Frise chronologique
1731-1733
Construction des hôtels
Construction des hôtels
1731-1733 (≈ 1732)
Édifiés par Dailly et Caqué pour Marie-Madeleine Le Lièvre.
1814
Fin de la propriété Le Lièvre
Fin de la propriété Le Lièvre
1814 (≈ 1814)
Famille propriétaire pendant 80 ans environ.
fin XIXe - début XXe
Atelier de photographie
Atelier de photographie
fin XIXe - début XXe (≈ 1899)
Maison Nacivet au n°6, associée à Grimaud.
18 novembre 1953
Inscription aux Monuments Historiques
Inscription aux Monuments Historiques
18 novembre 1953 (≈ 1953)
Façades, toitures, escalier et ferronneries protégés.
Aujourd'hui
Aujourd'hui
Aujourd'hui
Aujourd'hui (≈ 2025)
Position de référence.
Patrimoine classé
Sur rue : la façade (vantaux des portes et ferronneries compris) et la toiture correspondante ; sur cour : la façade postérieure du bâtiment principal, les façades des bâtiments en aile, à droite et à gauche et les toitures correspondantes ; le passage d'entrée du vestibule ; la cage d'escalier avec ses restes de décorations et la rampe en fer forgé : inscription par arrêté du 18 novembre 1953
Personnages clés
| Marie-Madeleine Le Lièvre de la Grange - Commanditaire |
Propriétaire initiale des hôtels (1731-1814). |
| Victor-Thierry Dailly - Architecte |
Concepteur des hôtels jumeaux. |
| Pierre Caqué - Maître maçon |
Responsable de la construction. |
| Bourguignon et Lissy - Sculpteurs |
Auteurs des ornements (mascarons, cygne). |
| Maison Nacivet - Locataire (photographie) |
Atelier installé au n°6 fin XIXe. |
Origine et histoire
L’hôtel Le Lièvre de la Grange est un ensemble architectural composé de deux hôtels particuliers jumeaux, construits aux 4 et 6 rue de Braque dans le 3e arrondissement de Paris.
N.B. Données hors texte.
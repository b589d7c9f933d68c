// revstoran_server/src/web/handlers/auth_handlers.rs

use actix_web::{web, HttpResponse};
use serde::Deserialize;
use serde_json::json;
use tracing::{info, instrument};

use crate::errors::AppError;
use crate::services::auth_service::{self, Registration};
use crate::state::AppState;
use crate::web::session::Session;
use revstoran::UserId;

// --- Request DTOs ---
#[derive(Deserialize, Debug)]
pub struct RegisterRequestPayload {
  #[serde(default)]
  pub username: String,
  #[serde(default)]
  pub email: String,
  #[serde(default)]
  pub password: String,
}

#[derive(Deserialize, Debug)]
pub struct LoginRequestPayload {
  #[serde(default)]
  pub email: String,
  #[serde(default)]
  pub password: String,
}

// --- Handler Implementations ---

#[instrument(name = "handler::register", skip_all, fields(req_email = %req_payload.email))]
pub async fn register_handler(
  app_state: web::Data<AppState>,
  req_payload: web::Json<RegisterRequestPayload>,
) -> Result<HttpResponse, AppError> {
  let registration = Registration::normalize(&req_payload.username, &req_payload.email, &req_payload.password)?;
  let user = auth_service::register_user(&app_state.db_pool, &registration).await?;

  Ok(HttpResponse::Created().json(json!({
      "message": "Registration successful! You can now log in.",
      "user": user,
  })))
}

#[instrument(name = "handler::login", skip_all, fields(req_email = %req_payload.email))]
pub async fn login_handler(
  app_state: web::Data<AppState>,
  req_payload: web::Json<LoginRequestPayload>,
  mut session: Session,
) -> Result<HttpResponse, AppError> {
  let user = auth_service::authenticate(&app_state.db_pool, &req_payload.email, &req_payload.password).await?;

  // New id on privilege change; the cart comes along.
  session.renew();
  session.data.user_id = Some(UserId::new(user.id));
  info!(user_id = user.id, "Login successful.");

  let mut response = HttpResponse::Ok();
  session.save(&mut response);
  Ok(response.json(json!({
      "message": "Login successful!",
      "user": user,
  })))
}

#[instrument(name = "handler::logout", skip_all)]
pub async fn logout_handler(mut session: Session) -> Result<HttpResponse, AppError> {
  if let Some(user_id) = session.data.user_id.take() {
    info!(user_id = %user_id, "User logged out.");
  }

  let mut response = HttpResponse::Ok();
  session.save(&mut response);
  Ok(response.json(json!({ "message": "You have been logged out." })))
}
Ces bâtiments, érigés entre 1731 et 1733, furent commandités par Marie-Madeleine Le Lièvre de la Grange et conçus par l’architecte Victor-Thierry Dailly, avec la maîtrise d’œuvre du maçon Pierre Caqué. Destinés à la location dès leur origine, ils restèrent propriété de la famille Le Lièvre jusqu’en 1814. Leur style rocaille, typique du début du règne de Louis XV, se distingue par des ornements sculptés comme des têtes de bélier, des vieillards barbus, et un cygne, œuvres des sculpteurs Bourguignon et Lissy.
Les façades sur rue et sur cour, ainsi que des éléments intérieurs (vestibule, cage d’escalier avec sa rampe en fer forgé), furent inscrits aux monuments historiques par arrêté du 18 novembre 1953. À noter que les jardins originels furent partiellement détruits pour laisser place à des constructions commerciales. Au tournant du XXe siècle, le n°6 abritait un atelier de photographie réputé, celui de la Maison Nacivet, associée à la Maison Grimaud (sise rue Saint-André-des-Arts), illustrant la réaffectation des lieux à des usages modernes.
L’architecture des deux corps de logis, prolongés par des ailes encadrant une cour initialement divisée, reflète l’élégance de l’époque. Les portails d’entrée, surmontés de balcons aux consoles sculptées, et les mascarons ornant les façades sur cour témoignent d’un savoir-faire artistique remarquable. Le grand escalier du n°6, avec sa rampe en fer forgé d’origine, constitue un exemple préservé de l’artisanat du XVIIIe siècle, tandis que les modifications ultérieures (comme la disparition partielle des jardins) rappellent les adaptations urbaines subies par le patrimoine parisien.
La famille Le Lièvre de la Grange, propriétaire pendant plus de 80 ans, marqua durablement l’histoire des lieux. Leur héritage se lit encore dans les détails architecturaux, bien que l’hôtel ait connu des occupations variées, dont celle de la Maison Nacivet, active dans la photographie à une époque où ce médium révolutionnait la capture d’images. L’inscription partielle au titre des monuments historiques en 1953 souligna la valeur patrimoniale des façades, toitures, et éléments intérieurs, protégeant ainsi une partie de ce témoignage du Paris des Lumières.
Aujourd’hui, l’hôtel Le Lièvre ou de La Grange incarne à la fois la grandeur de l’architecture civile du XVIIIe siècle et les transformations urbaines de Paris. Son style rocaille, ses sculptures, et sa structure en double corps de logis en font un exemple représentatif des hôtels particuliers parisiens de l’époque, tandis que son histoire ultérieure — entre ateliers artisanaux et protections patrimoniales — illustre la dynamique entre préservation et évolution dans la capitale française.